Wills And The IPFDA 1975 Flashcards
What requirements must be satisfied for a will to be valid?
Capacity, Knowledge, Formal requirements - s.9 Wills Act 1837
What does the case of Banks and Goodfellow require regarding capacity?
- Understand the nature of the act and its effects; 2. Appreciate the extent of the property of which they are disposing; 3. Understand and appreciate the moral claims to which they ought to give effect; and have no disorder of the mind that perverts their sense of right or prevents the exercise of their natural faculties in disposing of property by will.
Is the testator required to understand every detail of the will?
No. They must be able to understand the broad effects of the will.
When must the testator have testamentary capacity?
At the time the will is executed.
When can a testator who lacks capacity at the time of execution still make a valid will?
Had testamentary capacity at the time they gave instructions for the preparation of the will; and the will was prepared in accordance with those instructions; and at the time of execution the testator understood they were signing a will for which they had previously given instructions.
Will the effects of depression and other mental health conditions be taken into account when assessing capacity?
Yes.
What is the golden rule?
When taking instructions for a will from a client who is elderly or seriously ill, a medical practitioner should be instructed to make an assessment of the testator’s capacity.
Is the golden rule a legal requirement?
No, but it is considered best practice.
Who does the burden of proof lie with for proving capacity?
Technically lies with the propounder of the will. However, capacity is presumed if the will on the face of it appears rational and has been duly executed.
What must a person who wishes to challenge the validity of the will on the grounds of lack of capacity provide?
Evidence sufficient to raise doubt.
Which should prevail, the Mental Capacity Act or the common law test?
Common law test (Banks vs Goodfellow).
What must the testator have to satisfy knowledge and approval?
Specific intention to make the particular will they sign.
Is knowledge and approval presumed if the testator has testamentary capacity?
Yes.
When is there no presumption of knowledge or approval?
The testator is blind or illiterate, the will was signed by someone on behalf of the testator, or there are suspicious circumstances.
Does undue influence apply to particular gifts?
Yes.
What is the result when a whole will has been made as a result of undue influence?
The will is invalid.
When part of a will has been made as a result of undue influence, when will the remainder be given effect?

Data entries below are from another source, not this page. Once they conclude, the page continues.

pub mod sql_escape;
mod cli;
mod dump;
mod error;
mod pool;
mod util;

use std::sync::Arc;

use anyhow::{Context, Result};
use clap::Parser;
use flate2::Compression;
use tokio_util::sync::CancellationToken;
use tracing::{info, warn};
use tracing_subscriber::EnvFilter;

use cli::Cli;
use dump::sink::{DirSink, FileSink};
use dump::{DumpConfig, Dumper, SCHEMA_FILE};

#[tokio::main]
async fn main() -> Result<()> {
    let cli = Cli::parse();
    init_logging(&cli);

    let opts = mysql_async::Opts::from_url(&cli.source).context("invalid --source URL")?;
    info!("connecting to {}", Cli::redact_url(&cli.source));
    let pool = mysql_async::Pool::new(opts);

    // an interrupt cancels the root token so the deferred UNLOCK TABLES
    // still runs; never exit mid-dump
    let cancel = CancellationToken::new();
    let signal = cancel.clone();
    tokio::spawn(async move {
        if tokio::signal::ctrl_c().await.is_ok() {
            warn!("interrupt received, cancelling dump");
            signal.cancel();
        }
    });

    let cfg = DumpConfig {
        threads: cli.threads,
        workers: cli.workers,
        buffer: cli.buffer,
        max_rows: cli.max_rows,
        no_headers: cli.no_headers,
        no_drop_table: cli.no_drop_table,
        progress: cli.verbose,
    };
    let compression = Compression::new(cli.gzip_level.min(9));
    let dumper = Dumper::new(pool.clone(), cfg);

    let schema_sink = FileSink::create(&cli.output, SCHEMA_FILE, cli.gzip, compression)?;
    dumper
        .dump_schema(&cancel, &schema_sink, &cli.tables)
        .await?;

    if !cli.no_data {
        let data_sink = Arc::new(DirSink::create(&cli.output, cli.gzip, compression)?);
        dumper.dump_data(&cancel, data_sink, &cli.tables).await?;
    }

    pool.disconnect().await.context("closing connection pool")?;
    info!("dump finished");

    Ok(())
}

fn init_logging(cli: &Cli) {
    let level = if cli.debug {
        "debug"
    } else if cli.verbose {
        "info"
    } else {
        "warn"
    };

    let filter = EnvFilter::try_from_default_env().unwrap_or_else(|_| EnvFilter::new(level));
    tracing_subscriber::fmt().with_env_filter(filter).init();
}
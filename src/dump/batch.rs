use crate::util::sql_escape::escape_identifier;

/// Assembles `INSERT INTO \`T\` VALUES (…), (…);` statements with at most
/// `max_rows` tuples each. The buffer always carries the statement prefix;
/// a flush terminates with `;\n`, hands out the bytes, and resets to the
/// bare prefix.
pub struct InsertBuffer {
    buf: Vec<u8>,
    prefix_len: usize,
    rows: usize,
    max_rows: usize,
}

impl InsertBuffer {
    pub fn new(table: &str, max_rows: usize) -> Self {
        let buf = format!("INSERT INTO {} VALUES ", escape_identifier(table)).into_bytes();
        let prefix_len = buf.len();

        Self {
            buf,
            prefix_len,
            rows: 0,
            max_rows: max_rows.max(1),
        }
    }

    /// Append one tuple; returns the finished statement when the batch
    /// reaches its row cap.
    pub fn push(&mut self, tuple: &[Vec<u8>]) -> Option<Vec<u8>> {
        if self.rows > 0 {
            self.buf.extend_from_slice(b", ");
        }

        self.buf.push(b'(');
        for (i, value) in tuple.iter().enumerate() {
            if i > 0 {
                self.buf.push(b',');
            }
            self.buf.extend_from_slice(value);
        }
        self.buf.push(b')');

        self.rows += 1;
        (self.rows == self.max_rows).then(|| self.flush())
    }

    /// Terminate and hand out the tail batch, if any.
    pub fn finish(&mut self) -> Option<Vec<u8>> {
        (self.rows > 0).then(|| self.flush())
    }

    fn flush(&mut self) -> Vec<u8> {
        self.buf.extend_from_slice(b";\n");

        let prefix = self.buf[..self.prefix_len].to_vec();
        self.rows = 0;
        std::mem::replace(&mut self.buf, prefix)
    }
}
use thiserror::Error;

/// Typed failures surfaced by the dump pipeline. Orchestration code wraps
/// these in `anyhow::Error` for context; callers that need to react to a
/// specific kind can downcast.
#[derive(Debug, Error)]
pub enum DumpError {
    #[error("table {0} does not exist")]
    UnknownTable(String),

    #[error("no create statement for table {name} ({kind})")]
    MissingDdl { name: String, kind: String },

    #[error("unable to parse a table name from the payload")]
    UnparsedSinkTarget,

    #[error("sink {0} is already closed")]
    SinkClosed(String),

    #[error("database error: {0}")]
    Mysql(#[from] mysql_async::Error),

    #[error("io error: {0}")]
    Io(#[from] std::io::Error),

    #[error("operation cancelled")]
    Cancelled,
}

When the omissions do not upset the whole tenor of what remains, but the court cannot add or substitute words.
What are the key principles regarding undue influence set out in Re Edwards?
Undue influence occurs where a testator is coerced into making a will, or including particular terms, against their judgement and contrary to their true intention. The testator does not genuinely exercise choice but has surrendered to pressures they were not able to withstand. Goes beyond persuasion. Whether undue influence has occurred is a question of fact.
What factors are relevant when considering undue influence?
The physical and mental strength of the testator are relevant when determining how much pressure would be necessary to overbear the will.
What must a valid will comply with under s.9?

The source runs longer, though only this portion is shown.